Ieri sera richiamo Bicipiti-Addominali

2x15+2x10+2x8 Curl al cavo
5x25 addominali inversi


----------



## Morto che parla (15 Aprile 2013)

Petto addominali

Piana 8-8-8-7 82kg 7 78kg
Dips 3x10
Croci declinata 4x12 28kg

10 serie di addominali


----------



## Morto che parla (16 Aprile 2013)

In pausa pranzo 45 minuti di basket. Stasera probabilmente farò schiena e bicipiti.


----------



## Morto che parla (16 Aprile 2013)

Schiena bicipiti

Trazioni 2x12 +2x12 cambiando presa, +2x10 presa prona
Rematore bilanciere 48kg 2x6
Scrollate bilanciere 2x15 48 2x12 52 8 56

Hammer curl 6x12 14kg


E fra poco si "sfriga" la torta....


----------



## Morto che parla (17 Aprile 2013)

Gambe Addominali

Squat 5x20 50kg
Hip Raise 4x15 22kg
Calf Riase 5x15 50kg

9 serie addominali.


----------



## Morto che parla (18 Aprile 2013)

La cardiologa mi ha detto che 5 sedute di pesi alla settimana sono troppe, e di fare più cardio.

oggi 30 minuti di cyclette con sto trabiccolo attaccato.


----------



## Morto che parla (19 Aprile 2013)

Oggi ho tolto il maledetto holter. Resto molto scettico, visto che a me quello che dà fastidio è proprio la misurazione della pressione in sè. Non è che facendola ogni 15 minuti cambia qualcosa.

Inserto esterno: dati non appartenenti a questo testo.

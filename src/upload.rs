//! Optional remote upload of rendered artifacts

use crate::{ScreenshotError, UploadConfig};
use async_trait::async_trait;
use aws_config::BehaviorVersion;
use aws_sdk_s3::config::Region;
use aws_sdk_s3::primitives::ByteStream;
use bytes::Bytes;
use tracing::debug;

#[cfg_attr(test, mockall::automock)]
#[async_trait]
pub trait ObjectStore: Send + Sync {
    /// Store `data` under `key`, returning its public URL
    async fn upload(&self, key: &str, data: Bytes, content_type: &str) -> Result<String, ScreenshotError>;
}

/// S3 or S3-compatible object storage
pub struct S3ObjectStore {
    client: aws_sdk_s3::Client,
    bucket: String,
    prefix: String,
    public_base_url: String,
}

impl S3ObjectStore {
    /// Build a client from the ambient AWS credential chain
    pub async fn from_config(config: &UploadConfig) -> Self {
        let shared = aws_config::defaults(BehaviorVersion::latest())
            .region(Region::new(config.region.clone()))
            .load()
            .await;

        let mut builder = aws_sdk_s3::config::Builder::from(&shared);
        if let Some(endpoint) = &config.endpoint {
            builder = builder.endpoint_url(endpoint).force_path_style(true);
        }
        let client = aws_sdk_s3::Client::from_conf(builder.build());

        Self {
            client,
            bucket: config.bucket.clone(),
            prefix: config.prefix.clone(),
            public_base_url: public_base_url(config),
        }
    }

    pub fn object_key(&self, key: &str) -> String {
        format!("{}{}", self.prefix, key)
    }
}

fn public_base_url(config: &UploadConfig) -> String {
    match (&config.public_base_url, &config.endpoint) {
        (Some(base), _) => base.trim_end_matches('/').to_string(),
        (None, Some(endpoint)) => format!("{}/{}", endpoint.trim_end_matches('/'), config.bucket),
        (None, None) => format!("https://{}.s3.{}.amazonaws.com", config.bucket, config.region),
    }
}

#[async_trait]
impl ObjectStore for S3ObjectStore {
    async fn upload(&self, key: &str, data: Bytes, content_type: &str) -> Result<String, ScreenshotError> {
        let object_key = self.object_key(key);

        self.client
            .put_object()
            .bucket(&self.bucket)
            .key(&object_key)
            .content_type(content_type)
            .body(ByteStream::from(data))
            .send()
            .await
            .map_err(|e| ScreenshotError::UploadFailed(e.to_string()))?;

        debug!("Uploaded {} to bucket {}", object_key, self.bucket);
        Ok(format!("{}/{}", self.public_base_url, object_key))
    }
}
use std::time::Duration;

pub fn format_duration(duration: Duration) -> String {
    let total_seconds = duration.as_secs();
    let hours = total_seconds / 3600;
    let minutes = (total_seconds % 3600) / 60;
    let seconds = total_seconds % 60;
    let millis = duration.subsec_millis();

    if hours > 0 {
        format!("{hours}h {minutes}m {seconds}s")
    } else if minutes > 0 {
        format!("{minutes}m {seconds}s")
    } else if seconds > 0 {
        format!("{}.{}s", seconds, millis / 100)
    } else {
        format!("{millis}ms")
    }
}

pub fn format_bytes(bytes: u64) -> String {
    const UNITS: &[&str] = &["B", "KB", "MB", "GB", "TB"];
    let mut size = bytes as f64;
    let mut unit_index = 0;

    while size >= 1024.0 && unit_index < UNITS.len() - 1 {
        size /= 1024.0;
        unit_index += 1;
    }

    if unit_index == 0 {
        format!("{} {}", bytes, UNITS[unit_index])
    } else {
        format!("{:.2} {}", size, UNITS[unit_index])
    }
}

/// Size in kilobytes rounded to two decimals, as reported in JSON responses
pub fn kilobytes(bytes: u64) -> f64 {
    (bytes as f64 / 1024.0 * 100.0).round() / 100.0
}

Ieri sera parlavo tranquillamente coi miei, ad un certo punto sento quella ***** stringere, guardo: 156 110. Sè, buonanotte XD


----------



## Morto che parla (19 Aprile 2013)

Mi rompono con la pressione? che devo abbassare i carichi?

E io faccio il gironda.

Tricipiti Spalle

Distensioni dietro la nuca 8x8 22kg, 15'' rec
Dips 8x8 15'' rec

Frontali 8x8 12 kg
Laterali 8x8 20kg
Fly 6x8 20kg



Muoio....


----------



## Morto che parla (22 Aprile 2013)

Sabato mi sono sciroppato Schiena e Addominali

Trazioni 7x8
Tbar all'angolo 8x8 40kg
Scrollate bilanciere 8x8 48kg

15 sec rest

Crunch alla sedia, 12kg, 8x8
Crunch inversi a terra 8x8
Sit ups, 8x8

5 sec rest


----------



## Morto che parla (22 Aprile 2013)

Petto Bicipiti

Piana 7x8 60kg
Dips 8x8
Croci declinata 8x8 20kg

Ez curl 8x8 30kg
Hammer curl 8x8 20kg

La sensazione di fatica finale è terrificante...


----------



## Morto che parla (22 Aprile 2013)

Risultati dell'holter: ipertensione sistolica di tipo 1.

La cosa, comunque, non mi convince per niente. Anche perchè gli esami del sangue dicono tutt'altro. Stasera ne parlerò col medico.


----------



## Morto che parla (23 Aprile 2013)

Ieri sera 30 minuti di cyclette. Oggi, 40.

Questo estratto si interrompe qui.